⟨

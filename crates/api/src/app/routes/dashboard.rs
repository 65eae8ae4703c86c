use std::sync::Arc;

use axum::{extract::Extension, response::IntoResponse, routing::get, Json, Router};
use serde_json::json;

use crate::app::dto;
use crate::app::errors::ApiError;
use crate::app::services::AppServices;
use crate::context::RequestContext;

pub fn router() -> Router {
    Router::new()
        .route("/api/dashboard/stats", get(platform_stats))
        .route("/api/user/dashboard", get(user_dashboard))
}

pub async fn platform_stats(
    Extension(services): Extension<Arc<AppServices>>,
    Extension(ctx): Extension<RequestContext>,
) -> Result<impl IntoResponse, ApiError> {
    let stats = services.platform_stats(ctx.principal()).await?;
    let recent = stats
        .recent_activity
        .iter()
        .map(|a| dto::activity_summary(a, "timestamp"))
        .collect::<Vec<_>>();

    Ok(Json(json!({
        "totalUsers": stats.total_users,
        "activeLicenses": stats.active_licenses,
        "pendingAlerts": stats.pending_alerts,
        "unreadMessages": stats.unread_messages,
        "recentActivity": recent,
        "degraded": stats.degraded,
    })))
}

pub async fn user_dashboard(
    Extension(services): Extension<Arc<AppServices>>,
    Extension(ctx): Extension<RequestContext>,
) -> Result<impl IntoResponse, ApiError> {
    let dashboard = services.user_dashboard(ctx.principal()).await?;
    let recent = dashboard
        .recent_activities
        .iter()
        .map(|a| dto::activity_summary(a, "date"))
        .collect::<Vec<_>>();

    Ok(Json(json!({
        "totalReceipts": dashboard.totals.total_receipts,
        "totalVAT": dashboard.totals.total_vat,
        "totalScans": dashboard.total_scans,
        "applicationStatus": dashboard.application_status,
        "recentActivities": recent,
        "degraded": dashboard.degraded,
    })))
}
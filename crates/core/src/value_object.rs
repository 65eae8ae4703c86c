//! Value object trait: equality by value, not identity.

use serde::{Deserialize, Serialize};

use crate::error::{DomainError, DomainResult};

/// Marker trait for value objects.
///
/// Value objects are immutable and compared by their attribute values. To
/// "modify" one, build a new one.
pub trait ValueObject: Clone + PartialEq + core::fmt::Debug {}

/// A normalized (trimmed, lower-cased) e-mail address.
#[derive(Debug, Clone, PartialEq, Eq, Hash, Serialize, Deserialize)]
#[serde(try_from = "String", into = "String")]
pub struct EmailAddress(String);

impl EmailAddress {
    pub fn parse(raw: &str) -> DomainResult<Self> {
        let email = raw.trim().to_lowercase();
        let Some((local, domain)) = email.split_once('@') else {
            return Err(DomainError::validation("invalid email format"));
        };
        if local.is_empty() || domain.is_empty() || domain.contains('@') || email.contains(char::is_whitespace) {
            return Err(DomainError::validation("invalid email format"));
        }
        Ok(Self(email))
    }

    pub fn as_str(&self) -> &str {
        &self.0
    }
}

impl ValueObject for EmailAddress {}

impl core::fmt::Display for EmailAddress {
    fn fmt(&self, f: &mut core::fmt::Formatter<'_>) -> core::fmt::Result {
        f.write_str(&self.0)
    }
}

impl TryFrom<String> for EmailAddress {
    type Error = DomainError;

    fn try_from(value: String) -> Result<Self, Self::Error> {
        Self::parse(&value)
    }
}

impl From<EmailAddress> for String {
    fn from(value: EmailAddress) -> Self {
        value.0
    }
}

⟩

## DESCRIPTION OF THE TASK
When you write the entries out again, keep every word and mark exactly as it is.

## RESPONSE BELOW
filename crates/api/src/app/routes/dashboard.rs
repository 65eae8ae4703c86c
use std::sync::Arc;

use axum::{extract::Extension, response::IntoResponse, routing::get, Json, Router};
use serde_json::json;

use crate::app::dto;
use crate::app::errors::ApiError;
use crate::app::services::AppServices;
use crate::context::RequestContext;

pub fn router() -> Router {
    Router::new()
        .route("/api/dashboard/stats", get(platform_stats))
        .route("/api/user/dashboard", get(user_dashboard))
}

pub async fn platform_stats(
    Extension(services): Extension<Arc<AppServices>>,
    Extension(ctx): Extension<RequestContext>,
) -> Result<impl IntoResponse, ApiError> {
    let stats = services.platform_stats(ctx.principal()).await?;
    let recent = stats
        .recent_activity
        .iter()
        .map(|a| dto::activity_summary(a, "timestamp"))
        .collect::<Vec<_>>();

    Ok(Json(json!({
        "totalUsers": stats.total_users,
        "activeLicenses": stats.active_licenses,
        "pendingAlerts": stats.pending_alerts,
        "unreadMessages": stats.unread_messages,
        "recentActivity": recent,
        "degraded": stats.degraded,
    })))
}

pub async fn user_dashboard(
    Extension(services): Extension<Arc<AppServices>>,
    Extension(ctx): Extension<RequestContext>,
) -> Result<impl IntoResponse, ApiError> {
    let dashboard = services.user_dashboard(ctx.principal()).await?;
    let recent = dashboard
        .recent_activities
        .iter()
        .map(|a| dto::activity_summary(a, "date"))
        .collect::<Vec<_>>();

    Ok(Json(json!({
        "totalReceipts": dashboard.totals.total_receipts,
        "totalVAT": dashboard.totals.total_vat,
        "totalScans": dashboard.total_scans,
        "applicationStatus": dashboard.application_status,
        "recentActivities": recent,
        "degraded": dashboard.degraded,
    })))
}
filename crates/core/src/value_object.rs
repository 65eae8ae4703c86c
//! Value object trait: equality by value, not identity.

use serde::{Deserialize, Serialize};

use crate::error::{DomainError, DomainResult};

/// Marker trait for value objects.
///
/// Value objects are immutable and compared by their attribute values. To
/// "modify" one, build a new one.
pub trait ValueObject: Clone + PartialEq + core::fmt::Debug {}

/// A normalized (trimmed, lower-cased) e-mail address.
#[derive(Debug, Clone, PartialEq, Eq, Hash, Serialize, Deserialize)]
#[serde(try_from = "String", into = "String")]
pub struct EmailAddress(String);

impl EmailAddress {
    pub fn parse(raw: &str) -> DomainResult<Self> {
        let email = raw.trim().to_lowercase();
        let Some((local, domain)) = email.split_once('@') else {
            return Err(DomainError::validation("invalid email format"));
        };
        if local.is_empty() || domain.is_empty() || domain.contains('@') || email.contains(char::is_whitespace) {
            return Err(DomainError::validation("invalid email format"));
        }
        Ok(Self(email))
    }

    pub fn as_str(&self) -> &str {
        &self.0
    }
}

impl ValueObject for EmailAddress {}

impl core::fmt::Display for EmailAddress {
    fn fmt(&self, f: &mut core::fmt::Formatter<'_>) -> core::fmt::Result {
        f.write_str(&self.0)
    }
}

impl TryFrom<String> for EmailAddress {
    type Error = DomainError;

    fn try_from(value: String) -> Result<Self, Self::Error> {
        Self::parse(&value)
    }
}

impl From<EmailAddress> for String {
    fn from(value: EmailAddress) -> Self {
        value.0
    }
}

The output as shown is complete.